*PROVIDED ENTRIES*
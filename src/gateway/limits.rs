//! Per-client rate limiting
//!
//! Token bucket keyed by client IP. Each bucket refills continuously at the
//! configured rate and holds at most `burst` tokens; refill-then-consume is
//! atomic per bucket under that bucket's own lock. Buckets idle for longer
//! than one full refill interval are evicted to bound memory.

use std::collections::HashMap;
use std::net::{IpAddr, SocketAddr};
use std::sync::{Arc, Mutex, RwLock};
use std::time::{Duration, Instant};

use axum::http::HeaderMap;

use crate::config::Settings;
use crate::logger;

#[derive(Debug, Clone)]
pub struct RateLimitConfig {
    pub requests_per_minute: f64,
    pub burst: u32,
}

impl RateLimitConfig {
    pub fn from_settings(settings: &Settings) -> Self {
        Self {
            requests_per_minute: settings.rate_limit_per_minute,
            burst: settings.rate_limit_burst,
        }
    }
}

struct Bucket {
    tokens: f64,
    last_refill: Instant,
}

type AllowFn = Arc<dyn Fn(&str) -> bool + Send + Sync>;

pub struct RateLimiter {
    buckets: Mutex<HashMap<String, Arc<Mutex<Bucket>>>>,
    config: RateLimitConfig,
    last_sweep: Mutex<Instant>,
    allow_override: RwLock<Option<AllowFn>>,
}

impl RateLimiter {
    pub fn new(config: RateLimitConfig) -> Self {
        Self {
            buckets: Mutex::new(HashMap::new()),
            config,
            last_sweep: Mutex::new(Instant::now()),
            allow_override: RwLock::new(None),
        }
    }

    pub fn from_settings(settings: &Settings) -> Self {
        Self::new(RateLimitConfig::from_settings(settings))
    }

    fn refill_per_sec(&self) -> f64 {
        self.config.requests_per_minute / 60.0
    }

    /// How long an untouched full drain takes to refill; also the idle TTL
    /// for bucket eviction.
    fn refill_interval(&self) -> Duration {
        let rate = self.refill_per_sec();
        if rate <= 0.0 {
            return Duration::from_secs(3600);
        }
        Duration::from_secs_f64(self.config.burst as f64 / rate)
    }

    /// Try to admit one request for `client`. Denials consume nothing.
    pub fn allow(&self, client: &str) -> bool {
        if let Some(f) = self.allow_override.read().unwrap_or_else(|e| e.into_inner()).as_ref() {
            return f(client);
        }

        self.maybe_sweep();

        let bucket = {
            let mut buckets = self.buckets.lock().unwrap_or_else(|e| e.into_inner());
            Arc::clone(buckets.entry(client.to_string()).or_insert_with(|| {
                Arc::new(Mutex::new(Bucket {
                    tokens: self.config.burst as f64,
                    last_refill: Instant::now(),
                }))
            }))
        };

        let mut bucket = bucket.lock().unwrap_or_else(|e| e.into_inner());
        let now = Instant::now();
        let elapsed = now.duration_since(bucket.last_refill).as_secs_f64();
        bucket.tokens =
            (bucket.tokens + elapsed * self.refill_per_sec()).min(self.config.burst as f64);
        bucket.last_refill = now;

        if bucket.tokens >= 1.0 {
            bucket.tokens -= 1.0;
            true
        } else {
            false
        }
    }

    /// Replace the admission check with an arbitrary predicate. Pass `None`
    /// to restore the real bucket check. For tests.
    pub fn set_allow_client_func(&self, f: Option<AllowFn>) {
        *self
            .allow_override
            .write()
            .unwrap_or_else(|e| e.into_inner()) = f;
    }

    /// Evict buckets idle for longer than one refill interval. Runs at most
    /// once per interval.
    fn maybe_sweep(&self) {
        let idle_ttl = self.refill_interval();
        {
            let mut last = self.last_sweep.lock().unwrap_or_else(|e| e.into_inner());
            if last.elapsed() < idle_ttl {
                return;
            }
            *last = Instant::now();
        }

        let mut buckets = self.buckets.lock().unwrap_or_else(|e| e.into_inner());
        let before = buckets.len();
        buckets.retain(|_, bucket| {
            bucket
                .lock()
                .map(|b| b.last_refill.elapsed() < idle_ttl)
                .unwrap_or(false)
        });
        let evicted = before - buckets.len();
        if evicted > 0 {
            logger::debug("limits", &format!("Evicted {} idle buckets", evicted));
        }
    }

    #[cfg(test)]
    fn bucket_count(&self) -> usize {
        self.buckets.lock().unwrap().len()
    }
}

/// Client identity for rate limiting: the first non-private hop in
/// `X-Forwarded-For`, else the remote address.
pub fn client_ip(headers: &HeaderMap, remote: SocketAddr) -> String {
    if let Some(forwarded) = headers.get("x-forwarded-for").and_then(|v| v.to_str().ok()) {
        for hop in forwarded.split(',') {
            if let Ok(ip) = hop.trim().parse::<IpAddr>() {
                if !is_private_ip(ip) {
                    return ip.to_string();
                }
            }
        }
    }
    remote.ip().to_string()
}

fn is_private_ip(ip: IpAddr) -> bool {
    match ip {
        IpAddr::V4(v4) => v4.is_loopback() || v4.is_private() || v4.is_link_local(),
        IpAddr::V6(v6) => {
            let segments = v6.segments();
            v6.is_loopback()
                || (segments[0] & 0xfe00) == 0xfc00
                || (segments[0] & 0xffc0) == 0xfe80
        }
    }
}

#[cfg(test)]
mod tests {
    use super::*;

    fn limiter(rate_per_minute: f64, burst: u32) -> RateLimiter {
        RateLimiter::new(RateLimitConfig {
            requests_per_minute: rate_per_minute,
            burst,
        })
    }

    #[test]
    fn burst_then_denial() {
        let limiter = limiter(60.0, 2);
        assert!(limiter.allow("1.2.3.4"));
        assert!(limiter.allow("1.2.3.4"));
        assert!(!limiter.allow("1.2.3.4"));
    }

    #[test]
    fn clients_have_independent_buckets() {
        let limiter = limiter(60.0, 1);
        assert!(limiter.allow("1.2.3.4"));
        assert!(!limiter.allow("1.2.3.4"));
        assert!(limiter.allow("5.6.7.8"));
    }

    #[test]
    fn refill_restores_capacity() {
        // 600 per minute = one token every 100ms
        let limiter = limiter(600.0, 1);
        assert!(limiter.allow("c"));
        assert!(!limiter.allow("c"));
        std::thread::sleep(Duration::from_millis(150));
        assert!(limiter.allow("c"));
    }

    #[test]
    fn throughput_is_bounded_by_capacity_plus_refill() {
        // Over a ~200ms window with burst 3 and 600/min (10/s) at most
        // 3 + 2 = 5 requests may pass
        let limiter = limiter(600.0, 3);
        let started = Instant::now();
        let mut admitted = 0;
        while started.elapsed() < Duration::from_millis(200) {
            if limiter.allow("c") {
                admitted += 1;
            }
            std::thread::sleep(Duration::from_millis(5));
        }
        assert!(admitted <= 5, "admitted {} requests", admitted);
    }

    #[test]
    fn denial_does_not_consume() {
        // One token every 100ms; hammering while empty must not push the
        // next refill further away
        let limiter = limiter(600.0, 1);
        assert!(limiter.allow("c"));
        for _ in 0..20 {
            let _ = limiter.allow("c");
        }
        std::thread::sleep(Duration::from_millis(150));
        assert!(limiter.allow("c"));
    }

    #[test]
    fn override_predicate_wins() {
        let limiter = limiter(60.0, 0);
        assert!(!limiter.allow("c"));
        limiter.set_allow_client_func(Some(Arc::new(|_| true)));
        assert!(limiter.allow("c"));
        limiter.set_allow_client_func(None);
        assert!(!limiter.allow("c"));
    }

    #[test]
    fn idle_buckets_are_evicted() {
        // Burst 1 at 6000/min refills in 10ms, so the idle TTL is tiny
        let limiter = limiter(6000.0, 1);
        limiter.allow("a");
        limiter.allow("b");
        assert_eq!(limiter.bucket_count(), 2);
        std::thread::sleep(Duration::from_millis(50));
        limiter.allow("fresh");
        assert!(limiter.bucket_count() <= 2);
    }

    #[test]
    fn forwarded_for_skips_private_hops() {
        let mut headers = HeaderMap::new();
        headers.insert(
            "x-forwarded-for",
            "10.0.0.1, 203.0.113.7, 198.51.100.2".parse().unwrap(),
        );
        let remote: SocketAddr = "192.168.1.1:1234".parse().unwrap();
        assert_eq!(client_ip(&headers, remote), "203.0.113.7");
    }

    #[test]
    fn falls_back_to_remote_addr() {
        let headers = HeaderMap::new();
        let remote: SocketAddr = "203.0.113.9:4321".parse().unwrap();
        assert_eq!(client_ip(&headers, remote), "203.0.113.9");

        let mut private_only = HeaderMap::new();
        private_only.insert("x-forwarded-for", "10.0.0.1, 172.16.2.2".parse().unwrap());
        assert_eq!(client_ip(&private_only, remote), "203.0.113.9");
    }
}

*WHAT YOU WILL DO*
Which lines above run from the one containing "if let Some(f)" to the one containing "elapsed = now.duration_since(bucket.last_refill).as_secs_f64();"? Give them again exactly, both ends included.

*ANSWER SECTION*
        if let Some(f) = self.allow_override.read().unwrap_or_else(|e| e.into_inner()).as_ref() {
            return f(client);
        }

        self.maybe_sweep();

        let bucket = {
            let mut buckets = self.buckets.lock().unwrap_or_else(|e| e.into_inner());
            Arc::clone(buckets.entry(client.to_string()).or_insert_with(|| {
                Arc::new(Mutex::new(Bucket {
                    tokens: self.config.burst as f64,
                    last_refill: Instant::now(),
                }))
            }))
        };

        let mut bucket = bucket.lock().unwrap_or_else(|e| e.into_inner());
        let now = Instant::now();
        let elapsed = now.duration_since(bucket.last_refill).as_secs_f64();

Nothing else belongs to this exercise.